* [Records for the exercise]:
=======

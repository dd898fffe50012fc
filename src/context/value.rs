//! Runtime value representation
//!
//! This module defines the [`Value`] enum, which represents every value a
//! template can read from its context or compute while rendering. Values are
//! tagged; printing and truthiness follow fixed rules instead of coercions.
//!
//! # Value Types
//!
//! - [`Value::Integer`]: 64-bit signed integer
//! - [`Value::String`]: UTF-8 text
//! - [`Value::Boolean`]: `true` / `false`
//! - [`Value::List`]: ordered sequence of values
//! - [`Value::Map`]: string-keyed mapping, traversed by dotted paths
//! - [`Value::Callable`]: a template-defined function
//! - [`Value::Absent`]: result of looking up a name that is not bound
//!
//! # Absent Values
//!
//! An unresolved variable path is not an error. It yields `Absent`, which is
//! falsy and prints as empty text.

use crate::parser::ast::Block;
use rustc_hash::FxHashMap;
use std::fmt;
use std::sync::Arc;

/// Runtime values in the renderer
#[derive(Debug, Clone, Default)]
pub enum Value {
    Integer(i64),
    String(String),
    Boolean(bool),
    List(Vec<Value>),
    Map(FxHashMap<String, Value>), // Key -> value
    Callable(Arc<Callable>),
    #[default]
    Absent,
}

/// A template-defined function together with the bindings visible where
/// it was defined
pub struct Callable {
    pub name: String,
    pub params: Vec<String>,
    pub body: Arc<Block>,
    pub captured: Arc<FxHashMap<String, Value>>,
}

impl fmt::Debug for Callable {
    fn fmt(&self, f: &mut fmt::Formatter<'_>) -> fmt::Result {
        f.debug_struct("Callable")
            .field("name", &self.name)
            .field("params", &self.params)
            .field("captured", &self.captured.len())
            .finish_non_exhaustive()
    }
}

impl PartialEq for Value {
    fn eq(&self, other: &Self) -> bool {
        match (self, other) {
            (Value::Integer(a), Value::Integer(b)) => a == b,
            (Value::String(a), Value::String(b)) => a == b,
            (Value::Boolean(a), Value::Boolean(b)) => a == b,
            (Value::List(a), Value::List(b)) => a == b,
            (Value::Map(a), Value::Map(b)) => a == b,
            // Functions are equal only to themselves
            (Value::Callable(a), Value::Callable(b)) => Arc::ptr_eq(a, b),
            (Value::Absent, Value::Absent) => true,
            _ => false,
        }
    }
}

impl Value {
    /// Name of the value's kind, used in type error messages
    pub fn type_name(&self) -> &'static str {
        match self {
            Value::Integer(_) => "integer",
            Value::String(_) => "string",
            Value::Boolean(_) => "boolean",
            Value::List(_) => "list",
            Value::Map(_) => "mapping",
            Value::Callable(_) => "function",
            Value::Absent => "absent",
        }
    }

    pub fn is_absent(&self) -> bool {
        matches!(self, Value::Absent)
    }

    /// Truthiness used by `if`, `while`, `and`, `or` and `not`
    pub fn is_truthy(&self) -> bool {
        match self {
            Value::Integer(n) => *n != 0,
            Value::String(s) => !s.is_empty(),
            Value::Boolean(b) => *b,
            Value::List(items) => !items.is_empty(),
            Value::Map(map) => !map.is_empty(),
            Value::Callable(_) => true,
            Value::Absent => false,
        }
    }

    /// Text produced when the value is printed. `None` for kinds that have
    /// no printed form (lists, mappings, functions).
    pub fn to_output(&self) -> Option<String> {
        match self {
            Value::Integer(n) => Some(n.to_string()),
            Value::String(s) => Some(s.clone()),
            Value::Boolean(b) => Some(b.to_string()),
            Value::Absent => Some(String::new()),
            Value::List(_) | Value::Map(_) | Value::Callable(_) => None,
        }
    }

    /// Get the integer value, returns None if not an Integer
    pub fn as_int(&self) -> Option<i64> {
        match self {
            Value::Integer(n) => Some(*n),
            _ => None,
        }
    }

    pub fn as_str(&self) -> Option<&str> {
        match self {
            Value::String(s) => Some(s),
            _ => None,
        }
    }

    pub fn as_list(&self) -> Option<&[Value]> {
        match self {
            Value::List(items) => Some(items),
            _ => None,
        }
    }

    /// Member of a mapping; anything else has no members
    pub fn get(&self, key: &str) -> Option<&Value> {
        match self {
            Value::Map(map) => map.get(key),
            _ => None,
        }
    }

    /// Follow `path` through nested mappings. A missing key or a
    /// non-mapping intermediate yields [`Value::Absent`].
    pub fn get_path<S: AsRef<str>>(&self, path: &[S]) -> Value {
        let mut current = self;
        for key in path {
            match current.get(key.as_ref()) {
                Some(next) => current = next,
                None => return Value::Absent,
            }
        }
        current.clone()
    }
}

impl From<i64> for Value {
    fn from(n: i64) -> Self {
        Value::Integer(n)
    }
}

impl From<i32> for Value {
    fn from(n: i32) -> Self {
        Value::Integer(n.into())
    }
}

impl From<usize> for Value {
    fn from(n: usize) -> Self {
        Value::Integer(i64::try_from(n).unwrap_or(i64::MAX))
    }
}

impl From<bool> for Value {
    fn from(b: bool) -> Self {
        Value::Boolean(b)
    }
}

impl From<&str> for Value {
    fn from(s: &str) -> Self {
        Value::String(s.to_string())
    }
}

impl From<String> for Value {
    fn from(s: String) -> Self {
        Value::String(s)
    }
}

impl<T: Into<Value>> From<Vec<T>> for Value {
    fn from(items: Vec<T>) -> Self {
        Value::List(items.into_iter().map(Into::into).collect())
    }
}

impl From<FxHashMap<String, Value>> for Value {
    fn from(map: FxHashMap<String, Value>) -> Self {
        Value::Map(map)
    }
}

impl<K: Into<String>, V: Into<Value>> FromIterator<(K, V)> for Value {
    fn from_iter<I: IntoIterator<Item = (K, V)>>(iter: I) -> Self {
        Value::Map(
            iter.into_iter()
                .map(|(k, v)| (k.into(), v.into()))
                .collect(),
        )
    }
}

/// Nulls become absent, floats are truncated toward zero, objects become
/// mappings (dropping null members).
impl From<serde_json::Value> for Value {
    fn from(json: serde_json::Value) -> Self {
        match json {
            serde_json::Value::Null => Value::Absent,
            serde_json::Value::Bool(b) => Value::Boolean(b),
            serde_json::Value::Number(n) => match n.as_i64() {
                Some(i) => Value::Integer(i),
                // `as` saturates out-of-range floats
                None => Value::Integer(n.as_f64().map_or(0, |f| f.trunc() as i64)),
            },
            serde_json::Value::String(s) => Value::String(s),
            serde_json::Value::Array(items) => {
                Value::List(items.into_iter().map(Value::from).collect())
            }
            serde_json::Value::Object(members) => Value::Map(
                members
                    .into_iter()
                    .filter(|(_, v)| !v.is_null())
                    .map(|(k, v)| (k, Value::from(v)))
                    .collect(),
            ),
        }
    }
}

#[cfg(test)]
mod tests {
    use super::*;
    use serde_json::json;

    #[test]
    fn test_truthiness() {
        assert!(Value::Integer(-1).is_truthy());
        assert!(!Value::Integer(0).is_truthy());
        assert!(Value::from("x").is_truthy());
        assert!(!Value::from("").is_truthy());
        assert!(Value::from(vec![1]).is_truthy());
        assert!(!Value::List(vec![]).is_truthy());
        assert!(!Value::Boolean(false).is_truthy());
        assert!(!Value::Absent.is_truthy());
    }

    #[test]
    fn test_output() {
        assert_eq!(Value::Integer(-42).to_output().as_deref(), Some("-42"));
        assert_eq!(Value::Boolean(true).to_output().as_deref(), Some("true"));
        assert_eq!(Value::from("hi").to_output().as_deref(), Some("hi"));
        assert_eq!(Value::Absent.to_output().as_deref(), Some(""));
        assert_eq!(Value::from(vec!["a"]).to_output(), None);
    }

    #[test]
    fn test_accessors() {
        assert_eq!(Value::Integer(7).as_int(), Some(7));
        assert_eq!(Value::from("7").as_int(), None);
        assert_eq!(Value::from("page").as_str(), Some("page"));
        assert_eq!(Value::Absent.as_str(), None);
        assert_eq!(Value::from(vec![1, 2]).as_list(), Some(&[Value::Integer(1), Value::Integer(2)][..]));
        assert_eq!(Value::Boolean(true).as_list(), None);
    }

    #[test]
    fn test_get_path_through_mappings() {
        let page: Value = [("meta", [("title", "Home")].into_iter().collect::<Value>())]
            .into_iter()
            .collect();
        assert_eq!(page.get_path(&["meta", "title"]), Value::from("Home"));
        assert_eq!(page.get_path(&["meta", "missing"]), Value::Absent);
        // Traversing through a string is absent, not an error
        assert_eq!(page.get_path(&["meta", "title", "len"]), Value::Absent);
        assert_eq!(page.get_path::<&str>(&[]), page);
    }

    #[test]
    fn test_from_json() {
        let value = Value::from(json!({
            "count": 3,
            "ratio": -2.7,
            "draft": false,
            "tags": ["a", null],
            "gone": null
        }));
        assert_eq!(value.get("count"), Some(&Value::Integer(3)));
        assert_eq!(value.get("ratio"), Some(&Value::Integer(-2)));
        assert_eq!(value.get("draft"), Some(&Value::Boolean(false)));
        assert_eq!(
            value.get("tags"),
            Some(&Value::List(vec![Value::from("a"), Value::Absent]))
        );
        assert_eq!(value.get("gone"), None);
    }

    #[test]
    fn test_structural_equality() {
        assert_eq!(Value::from(vec![1, 2]), Value::from(vec![1, 2]));
        assert_ne!(Value::Integer(1), Value::from("1"));
        assert_ne!(Value::Integer(0), Value::Absent);
    }
}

=======

* [What the task asks]:
Show all lines above that contain "params".

* [Task answer]:
    pub params: Vec<String>,
            .field("params", &self.params)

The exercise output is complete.